FDA: Careful with the kid meds
TEXT OF STORY
Kai Ryssdal: If you’ve ever been up in the middle of the night with a sick infant or toddler, you know how tempting it is to want to give the kid some medicine just so everybody can get some sleep. If you haven’t been there, trust me, it’s tempting.
But the Food and Drug Administration is warning parents not to give cough or cold medicines to children under 2 unless a doctor tells them to. The recommendation comes after a campaign by pediatricians who’ve treated overdoses of cold remedies you can find on the shelves of most drug stores.
From the Marketplace Health Desk at WGBH in Boston, Helen Palmer has more.
Helen Palmer: When they grab that cough syrup for their sick kid, most parents probably don’t read the label on the back.
But Dan Fratterelli of the American Academy of Pediatrics says some active chemicals in these common medicines can be deadly.
Dan Fratterelli: Pseudoephedrine, for example, would be available as Sudafed among other things. Diphenhydramine as Benadryl.
Fratterelli says an excess dose of pseudoephedrine can overstimulate the heart, and diphenhydramine is a sedative. But he stresses that at the proper dosage for kids over 6, there’s no danger.
The makers of these medicines are represented by the Consumer Healthcare Products Association. Its president is Linda Suydam.
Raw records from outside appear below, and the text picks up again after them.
//! Summary command - aggregated totals for reporting

use crate::cmd::{read_expenses, read_stored_breakdowns, RecordFilter};
use clap::{Args, ValueEnum};
use cotax::core::{
    aggregate, aggregate_by, AggregateTaxStats, BreakdownRecord, EngineConfig, ExpenseInput,
    StoredBreakdown, TaxCalculator,
};
use cotax::format::format_cop;
use serde::Serialize;
use std::collections::BTreeMap;
use std::path::PathBuf;
use tabled::{
    settings::{object::Rows, Alignment, Modify, Style},
    Table, Tabled,
};

#[derive(Args, Debug)]
pub struct SummaryCommand {
    /// CSV or JSON file containing expenses ("-" for stdin)
    #[arg(short, long)]
    expenses: PathBuf,

    /// Input holds computed breakdown rows (as written by `expenses --csv`)
    #[arg(long)]
    computed: bool,

    /// Only expenses dated in this year
    #[arg(short, long)]
    year: Option<i32>,

    /// Only expenses in this category
    #[arg(short, long)]
    category: Option<String>,

    /// Also break the totals down by group
    #[arg(short, long, value_enum)]
    by: Option<GroupBy>,

    /// Output as JSON instead of formatted text
    #[arg(long)]
    json: bool,
}

#[derive(Debug, Clone, Copy, ValueEnum)]
pub enum GroupBy {
    Category,
    Retention,
}

impl GroupBy {
    fn key(&self, row: &StoredBreakdown) -> String {
        let key = match self {
            GroupBy::Category => row.category.clone(),
            GroupBy::Retention => row.retention_type.map(|t| t.key().to_string()),
        };
        key.unwrap_or_else(|| "unknown".to_string())
    }
}

/// Summary data for JSON output
#[derive(Debug, Serialize)]
struct SummaryData<'a> {
    selection: String,
    config_version: &'a str,
    config_fingerprint: &'a str,
    totals: &'a AggregateTaxStats,
    #[serde(skip_serializing_if = "Option::is_none")]
    groups: Option<&'a BTreeMap<String, AggregateTaxStats>>,
}

#[derive(Debug, Clone, Tabled)]
struct GroupRow {
    #[tabled(rename = "Group")]
    group: String,
    #[tabled(rename = "Expenses")]
    count: usize,
    #[tabled(rename = "Gross")]
    gross: String,
    #[tabled(rename = "IVA")]
    vat: String,
    #[tabled(rename = "Withholdings")]
    withholdings: String,
    #[tabled(rename = "Net Payable")]
    net_payable: String,
}

impl SummaryCommand {
    pub fn exec(&self, config: &EngineConfig) -> anyhow::Result<()> {
        let filter = RecordFilter {
            year: self.year,
            category: self.category.as_deref(),
        };
        let rows: Vec<StoredBreakdown> = self
            .load_rows(config)?
            .into_iter()
            .filter(|row| filter.matches(row.date, row.category.as_deref()))
            .collect();

        let totals = aggregate(&rows);
        let groups = self.by.map(|by| aggregate_by(&rows, |row| by.key(row)));

        if self.json {
            let data = SummaryData {
                selection: filter.describe(),
                config_version: config.version(),
                config_fingerprint: config.fingerprint(),
                totals: &totals,
                groups: groups.as_ref(),
            };
            println!("{}", serde_json::to_string_pretty(&data)?);
        } else {
            print_summary(&filter, config, &totals, groups.as_ref());
        }
        Ok(())
    }

    fn load_rows(&self, config: &EngineConfig) -> anyhow::Result<Vec<StoredBreakdown>> {
        if self.computed {
            return read_stored_breakdowns(&self.expenses);
        }
        let calculator = TaxCalculator::new(config);
        let rows = read_expenses(&self.expenses)?
            .into_iter()
            .map(ExpenseInput::from)
            .map(|expense| {
                let result = calculator.calculate_expense(&expense);
                StoredBreakdown::from(BreakdownRecord::new(&expense, &result))
            })
            .collect();
        Ok(rows)
    }
}

fn print_summary(
    filter: &RecordFilter,
    config: &EngineConfig,
    totals: &AggregateTaxStats,
    groups: Option<&BTreeMap<String, AggregateTaxStats>>,
) {
    println!();
    println!(
        "TAX SUMMARY ({}) - rates {}",
        filter.describe(),
        config.version()
    );
    println!();
    println!("EXPENSES");
    println!("  Count:                {}", totals.expense_count);
    println!("  Gross value:          {}", format_cop(totals.total_gross_value));
    println!("  IVA:                  {}", format_cop(totals.total_vat));
    println!();
    println!("WITHHOLDINGS");
    println!("  Rete-Fuente:          {}", format_cop(totals.total_rete_fuente));
    println!("  Rete-IVA:             {}", format_cop(totals.total_rete_iva));
    println!("  Rete-ICA:             {}", format_cop(totals.total_rete_ica));
    println!("  Total:                {}", format_cop(totals.total_withholdings));
    println!();
    println!("NET PAYABLE:            {}", format_cop(totals.total_net_payable));
    println!();
    println!("TAX BENEFITS");
    println!("  Deductible IVA:       {}", format_cop(totals.total_vat_deductible));
    println!("  Income tax credit:    {}", format_cop(totals.total_income_tax_credit));
    println!("  ICA credit:           {}", format_cop(totals.total_ica_credit));

    if let Some(groups) = groups {
        let rows: Vec<GroupRow> = groups
            .iter()
            .map(|(group, stats)| GroupRow {
                group: group.clone(),
                count: stats.expense_count,
                gross: format_cop(stats.total_gross_value),
                vat: format_cop(stats.total_vat),
                withholdings: format_cop(stats.total_withholdings),
                net_payable: format_cop(stats.total_net_payable),
            })
            .collect();
        println!();
        println!(
            "{}",
            Table::new(&rows)
                .with(Style::rounded())
                .with(Modify::new(Rows::new(1..)).with(Alignment::right()))
        );
    }
}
Linda Suydam: Parents have relied on these for many years. They rely on them because they work, they’re safe if used as directed. Millions of parents have used them.
But pediatrician Dan Fratterelli says even though millions of parents have used them, that doesn’t make them effective.
Fratterelli: The data that we have on them shows that they don’t work — at least in terms of controlling cough and cold symptoms.
An expert FDA panel will review these issues in October.
In Boston, I’m Helen Palmer for Marketplace.